The Stretch 4: Defense wins championships (and, potentially, road games)
Auburn locked down Ole Miss the first time around. Repeating that on the road won't be easy — but it could mean a ton for the season.
C Johni Broome (Grayson Belanger/Auburn Tigers)
Over the final 10 games of the regular season, Auburn will play nine times against teams currently ranked in the top 70 in the NET rankings.
Four of the Tigers’ next five games are set to be Quad 1 matchups — the most valuable for a team’s NCAA Tournament resume in the eyes of the selection committee.
According to KenPom, a 6-2 Auburn team has played the easiest SEC schedule so far. That is about to change in a hurry.
“This’ll be as challenging a 10-game stretch as Auburn basketball has had,” Bruce Pearl said Friday afternoon.
Auburn is used to high-profile showdowns against Alabama, like it will have next Wednesday night at home. The Tigers are familiar with tough games against traditional SEC heavy-hitters like Florida, Kentucky and Tennessee. All of those will happen in the month of February.
But Auburn’s gauntlet of a final stretch before the postseason is starting somewhere new, at least for big-time basketball games: Oxford, Mississippi.
Two weeks ago, Auburn beat Ole Miss by 23 points in the first-ever ranked matchup between the two programs. At the time, it felt like the result could be a harsh reality check for a Rebels team that had been boosted by a softer non-conference slate.

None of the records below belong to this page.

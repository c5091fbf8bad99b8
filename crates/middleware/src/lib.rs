//! seis-middleware: Broker plumbing shared by the seis services
//!
//! Provides the reconnect policy, a broker-neutral transport abstraction
//! (NATS JetStream for production, in-memory for tests), broker
//! configuration and the health/metrics HTTP router.

pub mod config;
pub mod error;
pub mod memory;
pub mod nats;
pub mod preview;
pub mod retry;
pub mod server;
pub mod transport;

pub use config::{BrokerConfig, RetryConfig};
pub use error::{RetryError, TransportError};
pub use memory::{InMemoryBroker, InMemoryConnector, InMemoryTransport, PublishedMessage};
pub use nats::{NatsConnector, NatsTransport, SubjectBuilder};
pub use preview::hex_preview;
pub use retry::{ConnectionState, RetryPolicy};
pub use server::{encode_metrics, serve_status, status_router, BrokerLink, ServiceStatus, StatusReport};
pub use transport::{
    binary_headers, Delivery, Disposition, QueueBinding, Subscription, Transport,
    TransportConnector, TransportMessage,
};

Instead, Ole Miss has rattled off three straight wins since losing to Auburn. Those victories include a tough road matchup at Texas A&M — and a surprisingly high-scoring rivalry bout against a Mississippi State team that just beat Auburn.
“Ole Miss is obviously playing great right now,” Pearl said. “Never thought that they'd put up — what'd they put up against Mississippi State, 86 points? … It's hard to put that number up against Mississippi State. And if you look at the numbers they put up at home, they’re big numbers.”

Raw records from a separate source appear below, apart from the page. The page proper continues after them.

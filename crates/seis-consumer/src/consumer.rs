//! Inbound broker connection and the consume loop
//!
//! Each delivery is handed to a `MessageHandler` and then settled. A
//! successful message is always acknowledged; a failed one is settled
//! according to the configured `FailurePolicy`. Broker-level failures
//! end the loop so the caller can rebuild the connection.

use std::sync::atomic::{AtomicBool, Ordering};
use std::sync::Arc;
use std::time::Duration;

use async_trait::async_trait;
use clap::ValueEnum;
use tokio::sync::watch;
use tracing::{debug, info, warn};

use seis_middleware::preview::PREVIEW_BYTES;
use seis_middleware::{
    hex_preview, Disposition, QueueBinding, RetryConfig, RetryPolicy, Subscription, Transport,
    TransportConnector, TransportError,
};

use crate::error::{ConsumerError, ProcessError};
use crate::metrics;

pub const DEFAULT_RECV_TIMEOUT: Duration = Duration::from_secs(1);

/// Settlement of a message whose samples could not be stored
#[derive(Debug, Clone, Copy, PartialEq, Eq, Default, ValueEnum)]
pub enum FailurePolicy {
    /// Acknowledge and drop it
    #[default]
    Ack,
    /// Ask for redelivery
    Nak,
    /// Tell the broker never to redeliver it
    Term,
}

impl FailurePolicy {
    pub fn disposition(self) -> Disposition {
        match self {
            FailurePolicy::Ack => Disposition::Ack,
            FailurePolicy::Nak => Disposition::Nak,
            FailurePolicy::Term => Disposition::Term,
        }
    }
}

#[derive(Debug, Clone)]
pub struct ConsumerConfig {
    pub binding: QueueBinding,
    /// Upper bound on one receive wait; also bounds shutdown latency
    pub recv_timeout: Duration,
    pub failure_policy: FailurePolicy,
    pub retry: RetryConfig,
}

/// Why `run` returned
#[derive(Debug)]
pub enum LoopExit {
    Shutdown,
    BrokerFailure(TransportError),
}

/// Processes one message body; returns rows stored
#[async_trait]
pub trait MessageHandler: Send {
    async fn handle(&mut self, body: &[u8]) -> Result<u64, ProcessError>;
}

pub struct BrokerConsumer {
    connector: Arc<dyn TransportConnector>,
    retry: RetryPolicy,
    config: ConsumerConfig,
    transport: Option<Arc<dyn Transport>>,
    subscription: Option<Box<dyn Subscription>>,
    connected: Arc<AtomicBool>,
}

impl BrokerConsumer {
    pub fn new(connector: Arc<dyn TransportConnector>, config: ConsumerConfig) -> Self {
        Self {
            connector,
            retry: RetryPolicy::new(&config.retry),
            config,
            transport: None,
            subscription: None,
            connected: Arc::new(AtomicBool::new(false)),
        }
    }

    /// Cancel backoff sleeps when shutdown is signalled
    pub fn with_shutdown(mut self, shutdown: watch::Receiver<bool>) -> Self {
        self.retry = self.retry.with_shutdown(shutdown);
        self
    }

    pub fn connected_flag(&self) -> Arc<AtomicBool> {
        Arc::clone(&self.connected)
    }

    pub fn is_connected(&self) -> bool {
        self.subscription.is_some() && self.transport.as_ref().is_some_and(|t| t.is_connected())
    }

    pub fn retry_policy(&self) -> &RetryPolicy {
        &self.retry
    }

    fn set_connected(&self, connected: bool) {
        self.connected.store(connected, Ordering::SeqCst);
        metrics::set_broker_connected(connected);
    }

    /// Connect, declare the exchange if one is configured, then bind the
    /// queue and start consuming. Retries with backoff.
    pub async fn connect(&mut self) -> Result<(), ConsumerError> {
        let connector = Arc::clone(&self.connector);
        let binding = self.config.binding.clone();
        let target = connector.target();

        let result = self
            .retry
            .connect_with_retry(&target, || {
                let connector = Arc::clone(&connector);
                let binding = binding.clone();
                async move {
                    metrics::inc_connect_attempts();
                    let transport = connector.connect().await?;
                    if !binding.exchange.is_empty() {
                        if let Err(e) = transport.declare_exchange(&binding.exchange).await {
                            let _ = transport.close().await;
                            return Err(e);
                        }
                    }
                    match transport.consume(&binding).await {
                        Ok(subscription) => Ok::<_, TransportError>((transport, subscription)),
                        Err(e) => {
                            let _ = transport.close().await;
                            Err(e)
                        }
                    }
                }
            })
            .await;

        match result {
            Ok((transport, subscription)) => {
                info!(
                    target = %target,
                    queue = %self.config.binding.queue,
                    binding_key = %self.config.binding.binding_key,
                    prefetch = self.config.binding.prefetch,
                    "Consuming"
                );
                self.transport = Some(transport);
                self.subscription = Some(subscription);
                self.set_connected(true);
                Ok(())
            }
            Err(e) => {
                self.set_connected(false);
                self.retry.reset();
                Err(e.into())
            }
        }
    }

    /// Consume until shutdown is requested or the broker fails
    pub async fn run<H>(&mut self, handler: &mut H, shutdown: &watch::Receiver<bool>) -> LoopExit
    where
        H: MessageHandler + ?Sized,
    {
        loop {
            if *shutdown.borrow() {
                return LoopExit::Shutdown;
            }

            let Some(subscription) = self.subscription.as_mut() else {
                return LoopExit::BrokerFailure(TransportError::Closed);
            };

            let delivery = match subscription.next_timeout(self.config.recv_timeout).await {
                Ok(Some(delivery)) => delivery,
                Ok(None) => continue,
                Err(e) => return LoopExit::BrokerFailure(e),
            };

            metrics::inc_consumed();
            let message = delivery.message();
            let tag = message.delivery_tag;
            let payload = message.payload.clone();
            debug!(
                delivery_tag = tag,
                subject = %message.subject,
                len = payload.len(),
                "Received message"
            );

            let disposition = match handler.handle(&payload).await {
                Ok(rows) => {
                    metrics::add_rows_committed(rows);
                    debug!(delivery_tag = tag, rows = rows, "Message stored");
                    Disposition::Ack
                }
                Err(e) => {
                    metrics::inc_failure(e.kind());
                    warn!(
                        delivery_tag = tag,
                        error = %e,
                        preview = %hex_preview(&payload, PREVIEW_BYTES),
                        "Message not stored"
                    );
                    self.config.failure_policy.disposition()
                }
            };

            if let Err(e) = delivery.settle(disposition).await {
                warn!(delivery_tag = tag, error = %e, "Settle failed");
                return LoopExit::BrokerFailure(e);
            }
            metrics::inc_settled(disposition.as_str());
            debug!(delivery_tag = tag, disposition = disposition.as_str(), "Settled");
        }
    }

    /// Stop consuming and close the connection; idempotent
    pub async fn disconnect(&mut self) {
        if let Some(subscription) = self.subscription.take() {
            if let Err(e) = subscription.unsubscribe().await {
                debug!(error = %e, "Unsubscribe failed");
            }
        }
        if let Some(transport) = self.transport.take() {
            if let Err(e) = transport.close().await {
                warn!(error = %e, "Broker close failed");
            }
            info!(target = %self.connector.target(), "Broker consumer disconnected");
        }
        self.retry.mark_disconnected();
        self.set_connected(false);
    }
}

In the first matchup against Ole Miss, Auburn played what Pearl called its “best game of the year.” The Tigers held the Rebels to just 59 points, forcing 17 turnovers and limiting one of the nation’s top-shooting squads to a 4-17 (23.8%) mark from deep.

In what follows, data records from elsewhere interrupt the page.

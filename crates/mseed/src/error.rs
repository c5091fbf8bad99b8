//! Error types for seis-mseed

use thiserror::Error;

/// Packet-level failures while deriving a stream identifier
#[derive(Error, Debug, Clone, PartialEq, Eq)]
pub enum FormatError {
    #[error("packet too short: {len} bytes, need {needed}")]
    TooShort { len: usize, needed: usize },

    #[error("unsupported packet format '{0}'")]
    UnsupportedFormat(char),

    #[error("invalid header: {0}")]
    InvalidHeader(String),

    #[error("identifier exceeds {capacity} bytes")]
    IdentifierTooLong { capacity: usize },
}

/// Record-level decode failures
#[derive(Error, Debug)]
pub enum DecodeError {
    #[error("parse error: {0}")]
    Parse(String),

    #[error("CRC mismatch: header {expected:#010x}, computed {computed:#010x}")]
    Crc { expected: u32, computed: u32 },

    #[error("unsupported sample encoding {0}")]
    UnsupportedSampleType(u8),

    #[error("invalid sample rate {0}")]
    InvalidSampleRate(f64),

    #[error("identifier: {0}")]
    Identifier(#[from] FormatError),
}

impl DecodeError {
    pub(crate) fn parse(msg: impl Into<String>) -> Self {
        DecodeError::Parse(msg.into())
    }
}

pub type Result<T> = std::result::Result<T, DecodeError>;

But that game was in the friendly confines of Neville Arena. At the Pavilion in Oxford, Ole Miss averages 83.8 points per game in SEC play, which is more than 15 points than it is averaging away from home. Similar to Alabama, Ole Miss is a different animal in front of its home crowd.
And what a home crowd it’ll be Saturday evening. Ole Miss has announced a sellout, and it’s immediately coming off of setting an arena record for attendance. The atmosphere should be a far cry from Auburn’s last two trips to Oxford, when Tigers fans made the most noise for the majority of the games.
It’s not easy to beat a quality team twice. (To that end: Auburn opened as a 3.5-point favorite for this game.) Auburn knows it played some of its best ball against Ole Miss the first time around — and it also knows that the Rebels are much better than what they put on the floor on the Plains, as evidenced by their current winning streak.
“We just couldn’t play any better, and as a result, we had a dominating effort,” Pearl said. “Ole Miss did not play great, so they contributed a little bit to it. But I know, as soon as they walked off that court, there was some, ‘We’ll see you in Oxford in a couple weeks.’”
That time is now. For more on Auburn’s Quad 1 matchup at Ole Miss on Saturday evening, here is this week’s edition of The Stretch 4.
(Zach Bland/Auburn Tigers)
Can Auburn defend Ole Miss like it did in Round 1?
More than halfway through the regular season and nearly halfway through conference play, there’s no question: Auburn has one of the best defenses in the entire country.